Featured: Too obvious?

Rather than “too good to be true”, this scheme is too obvious to happen. Stakeholders, public or private, do due diligence, especially if the “flagship project”, “demonstration case” or “experiment” runs into the hundreds of millions of dollars. This is of public concern.

That’s from Prof. Joseph Henry Vogel in reply to a recent(ish) post on decoupled ABS for PGRFA. Read the whole critique here.

Featured: Breeding with wild peanuts

David Bertioli points out, in a comment to a blog post about a recent paper of his, that there’s more than one way to use peanut wild relatives in breeding:

Your previous blog detailed the impact of Charles Simpson’s crosses in Texas, which used the “tetraploid route” of introgression which donated a chromosome segment from A09 which confers root knot nematode resistance.

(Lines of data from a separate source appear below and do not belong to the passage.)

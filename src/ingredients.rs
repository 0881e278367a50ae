//! The ingredients screen: scaled amounts and the shopping checklist.
use crate::model::Ingredient;
use crate::scaler::{scale, serving_ratio};

/// An ingredient name with the amount to show for the current serving size.
#[derive(Clone, Debug, PartialEq, Eq)]
pub struct ScaledIngredient<'a> {
    /// Ingredient name, borrowed from the input.
    pub name: &'a str,
    /// Scaled amount.
    pub amount: String,
}

/// Scale `(name, base amount)` pairs from `base_servings` to `servings`.
///
/// ```
/// use recipe_walkthrough::ingredients::scale_ingredients;
///
/// let scaled = scale_ingredients([("Flour", "1 and 1/2 cups"), ("Salt", "to taste")], 4, 8);
/// assert_eq!(scaled[0].amount, "3 cups");
/// assert_eq!(scaled[1].amount, "to taste");
/// ```
pub fn scale_ingredients<'a, I>(
    ingredients: I,
    base_servings: u32,
    servings: u32,
) -> Vec<ScaledIngredient<'a>>
where
    I: IntoIterator<Item = (&'a str, &'a str)>,
{
    let ratio = serving_ratio(base_servings, servings);
    ingredients
        .into_iter()
        .map(|(name, amount)| ScaledIngredient {
            name,
            amount: scale(amount, ratio),
        })
        .collect()
}

#[derive(Clone, Debug)]
struct Entry {
    ingredient: Ingredient,
    selected: bool,
    alternatives_selected: Vec<bool>,
    expanded: bool,
}

/// Checklist state of the ingredients screen.
///
/// Each ingredient can be ticked, or one of its alternatives can be ticked instead; never both.
#[derive(Clone, Debug)]
pub struct IngredientChecklist {
    entries: Vec<Entry>,
}

impl IngredientChecklist {
    /// A checklist with nothing ticked and every dropdown closed.
    #[must_use]
    pub fn new(ingredients: &[Ingredient]) -> Self {
        Self {
            entries: ingredients
                .iter()
                .map(|ingredient| Entry {
                    ingredient: ingredient.clone(),
                    selected: false,
                    alternatives_selected: vec![false; ingredient.alternatives.len()],
                    expanded: false,
                })
                .collect(),
        }
    }

    fn entry_mut(&mut self, id: &str) -> Option<&mut Entry> {
        self.entries
            .iter_mut()
            .find(|entry| entry.ingredient.id == id)
    }

    fn entry(&self, id: &str) -> Option<&Entry> {
        self.entries.iter().find(|entry| entry.ingredient.id == id)
    }

    /// Tick or untick an ingredient. Its alternatives are unticked either way.
    pub fn toggle_ingredient(&mut self, id: &str) {
        if let Some(entry) = self.entry_mut(id) {
            entry.selected = !entry.selected;
            entry.alternatives_selected.fill(false);
        }
    }

    /// Tick or untick an alternative. The ingredient itself and the other alternatives are
    /// unticked.
    pub fn toggle_alternative(&mut self, ingredient_id: &str, alternative_id: &str) {
        let Some(entry) = self.entry_mut(ingredient_id) else {
            return;
        };
        let Some(index) = entry
            .ingredient
            .alternatives
            .iter()
            .position(|alternative| alternative.id == alternative_id)
        else {
            return;
        };

        let now_selected = !entry.alternatives_selected[index];
        entry.selected = false;
        for (i, selected) in entry.alternatives_selected.iter_mut().enumerate() {
            *selected = i == index && now_selected;
        }
    }

    /// Open or close the alternatives dropdown of an ingredient.
    pub fn toggle_dropdown(&mut self, id: &str) {
        if let Some(entry) = self.entry_mut(id) {
            entry.expanded = !entry.expanded;
        }
    }

    /// Whether the ingredient is ticked.
    #[must_use]
    pub fn is_selected(&self, id: &str) -> bool {
        self.entry(id).is_some_and(|entry| entry.selected)
    }

    /// Whether the alternative is ticked.
    #[must_use]
    pub fn is_alternative_selected(&self, ingredient_id: &str, alternative_id: &str) -> bool {
        self.entry(ingredient_id).is_some_and(|entry| {
            entry
                .ingredient
                .alternatives
                .iter()
                .zip(&entry.alternatives_selected)
                .any(|(alternative, selected)| *selected && alternative.id == alternative_id)
        })
    }

    /// Whether the alternatives dropdown is open. Ingredients without alternatives never are.
    #[must_use]
    pub fn is_expanded(&self, id: &str) -> bool {
        self.entry(id)
            .is_some_and(|entry| entry.expanded && !entry.ingredient.alternatives.is_empty())
    }

    /// Names of everything ticked, ingredients and alternatives, in list order.
    #[must_use]
    pub fn chosen(&self) -> Vec<&str> {
        let mut chosen = Vec::new();
        for entry in &self.entries {
            if entry.selected {
                chosen.push(entry.ingredient.name.as_str());
            }
            for (alternative, selected) in entry
                .ingredient
                .alternatives
                .iter()
                .zip(&entry.alternatives_selected)
            {
                if *selected {
                    chosen.push(alternative.name.as_str());
                }
            }
        }
        chosen
    }

    /// Amounts of every ingredient for `servings`, given amounts written for `base_servings`.
    #[must_use]
    pub fn display_amounts(&self, base_servings: u32, servings: u32) -> Vec<ScaledIngredient<'_>> {
        scale_ingredients(
            self.entries.iter().map(|entry| {
                (
                    entry.ingredient.name.as_str(),
                    entry.ingredient.amount.as_str(),
                )
            }),
            base_servings,
            servings,
        )
    }
}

The PNAS paper focuses mostly on progeny from the North Carolina “hexaploid route”, which ended up traveling most around the world. These introgressions, from A02 and A03, confer resistance to Late Leaf Spot, Rust, and to a lesser extent Web Blotch.

Would be interesting to compare the impacts of the two “routes.”

Featured comment: Using genebanks

Important reminder from Maarten van Ginkel as part of a comment on yesterday’s post about the Australian genebanking publication.

We need strong awareness raising and encouragement to see gene banks not just as final resting places for historic exotic germplasm, but also as portals for highly needed useful genetic diversity for future introgression into modern crops.

Maarten was closely involved in both CIMMYT’s Wheat Genebank and the Australian Grains Genebank.

Small (farms) continue to be beautiful

Susan MacMillan of ILRI contributed a long comment to my short post “Smallholders still produce a lot of food” from a few days back. As she clarifies some of the definitions, adds a reference or two, and points out that livestock are usually neglected in this discussion, I think it’s worth raising its profile here. Do read the whole thing.

So, my take is that ‘it’s complicated’. But as you say, whatever the definitions of terms, people farming relatively small plots of land still produce a whole lot of food for a whole lot of people besides themselves—and they need our support more than ever to continue to do so under ever-more challenging conditions.

Featured comment: Community seed drying

Denise Costich, who has just retired as head of the CIMMYT genebank, gives us a bit of the back story to a paper we included in a recent Brainfood:

Thanks for the mention of our Dry Chain work… the first time I heard about drying beads was at my very first AGM in Rome in 2012. That was a key introduction to this technology for me. It was there in my “knowledge base” when we first began to tackle the problem of seed storage in remote locations without electricity – the community seed reserves and farmers’ corn cribs of the Western Highlands of Guatemala.

AGM stands for Annual Genebank Meeting. The managers of the CGIAR genebanks have been organizing them since 2012.